When I run
latencytest0.42-png from sbenno(a)gardena.net, I get about 99% sub
2ms latency. But jack still complains of xruns of about 50ms. There's
something here I'm simply failing to understand... but I don't know where to
Are you running JACK as root with "-R" or with "-R --asio"? Do these
50ms
xruns occur even if you don't have any clients connected? If that's not
the case, what client apps you have tested with? Also, do these xruns
happen all by themself, or are you doing something at the same time (maybe
moving windows or something). Does the HD led go on when the xrun occurs
(kernel maybe syncing its caches)? What kernel, with low-latency patches,
with pre-emption enabled or not?
and finally, a general warning:
JACK tests a lot more of the kernel than benno's latencytest program
or andrew morton's rtc-based tester. that is because JACK requires not
only rapid interrupt servicing and return to user space, it also
requires absolutely correct scheduling between user space contexts
using pipe write(2) and poll(2) calls. if all JACK clients were
in-process, its performance characteristics would be identical, more
or less, to latencytest. but nothing except the ALSA client/driver are
in-process right now, and so if the kernel ever goofs up scheduling,
then whatever the characteristics of the clients, things will break.

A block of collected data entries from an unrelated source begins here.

/*
 * Copyright 2025 James Carl
 * AGPL-3.0-only or AGPL-3.0-or-later
 *
 * This file is part of Command Cad.
 *
 * Command CAD is free software: you can redistribute it and/or modify it under the terms of
 * the GNU Affero General Public License as published by the Free Software Foundation, either
 * version 3 of the License, or (at your option) any later version.
 *
 * This program is distributed in the hope that it will be useful, but WITHOUT ANY WARRANTY;
 * without even the implied warranty of MERCHANTABILITY or FITNESS FOR A PARTICULAR PURPOSE.
 * See the GNU Affero General Public License for more details.
 *
 * You should have received a copy of the GNU Affero General Public License along with this
 * program. If not, see <https://www.gnu.org/licenses/>.
 */

use std::fmt::Display;

use ordered_float::{FloatIsNan, NotNan};

use crate::runtime::{
    errors::{ExpressionResult, Raise as _},
    logging::StackTrace,
    ExecutionContext,
};

use super::{serializable::SerializableValue, ArgumentTypeError, Object, StaticTypeName, Value};

pub type RawNumber = f64;
pub type Number = NotNan<RawNumber>;

#[derive(Debug, Eq, PartialEq)]
pub struct ResultIsNanError;

impl std::error::Error for ResultIsNanError {}

impl Display for ResultIsNanError {
    fn fmt(&self, f: &mut std::fmt::Formatter<'_>) -> std::fmt::Result {
        write!(f, "Result is NaN")
    }
}

pub trait UnwrapNotNan: Sized {
    fn unwrap_not_nan_raw(self, stack_trace: &StackTrace) -> ExpressionResult<Number>;

    fn unwrap_not_nan(self, stack_trace: &StackTrace) -> ExpressionResult<Value> {
        self.unwrap_not_nan_raw(stack_trace).map(|number| number.into())
    }
}

impl UnwrapNotNan for Result<Number, FloatIsNan> {
    fn unwrap_not_nan_raw(self, stack_trace: &StackTrace) -> ExpressionResult<Number> {
        match self {
            Ok(number) => Ok(number),
            Err(_float_is_nan) => Err(ResultIsNanError.to_error(stack_trace)),
        }
    }
}

/// Counts reported by the kernel become numbers in the runtime.
pub fn from_count(count: usize, stack_trace: &StackTrace) -> ExpressionResult<Value> {
    NotNan::new(count as RawNumber).unwrap_not_nan(stack_trace)
}

/// Reads a numeric argument as a 32 bit type identifier.
///
/// Negative, fractional and out of range numbers are rejected rather than truncated.
pub fn to_type_identifier(
    number: &Number,
    index: usize,
    stack_trace: &StackTrace,
) -> ExpressionResult<u32> {
    let raw = number.into_inner();

    if raw.fract() == 0.0 && raw >= 0.0 && raw <= u32::MAX as RawNumber {
        Ok(raw as u32)
    } else {
        Err(ArgumentTypeError {
            index,
            expected: "unsigned 32-bit integer".into(),
            got: raw.to_string().into(),
        }
        .to_error(stack_trace))
    }
}

impl Object for Number {
    fn export(&self, _context: &ExecutionContext) -> ExpressionResult<SerializableValue> {
        Ok(SerializableValue::Number(self.into_inner()))
    }
}

impl StaticTypeName for Number {
    fn static_type_name() -> &'static str {
        "Number"
    }
}

#[cfg(test)]
mod test {
    use super::*;

    fn number(raw: RawNumber) -> Number {
        NotNan::new(raw).unwrap()
    }

    #[test]
    fn type_identifiers() {
        let stack_trace = StackTrace::test();

        assert_eq!(to_type_identifier(&number(405.0), 0, &stack_trace).unwrap(), 405);
        assert_eq!(to_type_identifier(&number(0.0), 0, &stack_trace).unwrap(), 0);
        assert_eq!(
            to_type_identifier(&number(u32::MAX as RawNumber), 0, &stack_trace).unwrap(),
            u32::MAX
        );
    }

    #[test]
    fn bad_type_identifiers() {
        let stack_trace = StackTrace::test();

        for raw in [-1.0, 405.5, u32::MAX as RawNumber + 1.0, RawNumber::INFINITY] {
            let error = to_type_identifier(&number(raw), 0, &stack_trace).unwrap_err();
            assert_eq!(
                error.downcast_ref::<ArgumentTypeError>(),
                Some(&ArgumentTypeError {
                    index: 0,
                    expected: "unsigned 32-bit integer".into(),
                    got: raw.to_string().into(),
                })
            );
        }
    }

    #[test]
    fn nan_is_an_error() {
        let stack_trace = StackTrace::test();
        let error = NotNan::new(RawNumber::NAN)
            .unwrap_not_nan(&stack_trace)
            .unwrap_err();

        assert!(error.is::<ResultIsNanError>());
    }
}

the bad news is that the kernel (at least as of 2.4.19) *does* goof up
the scheduling. if anyone wonders why i'm so cranky today, its because
i am trying to discover why it does this, and to see if it can be
fixed without compiling and booting 2.5 (which probably doesn't behave
the same way).
with latencies above 10ms, you will likely not notice the problem i am
debugging. with latencies below that number, especially way below, at
least on an SMP system, you will not JACK to run reliably with
2.4.19+ll. for now. hopefully, this will be fixed soon.
none of the above applies to a system with just jackd+alsa
running. such cases are immune to the scheduling bug i am looking at,
and are more likely to be caused by other system activity that
involves improperly tuned subsystems (such as IDE drives).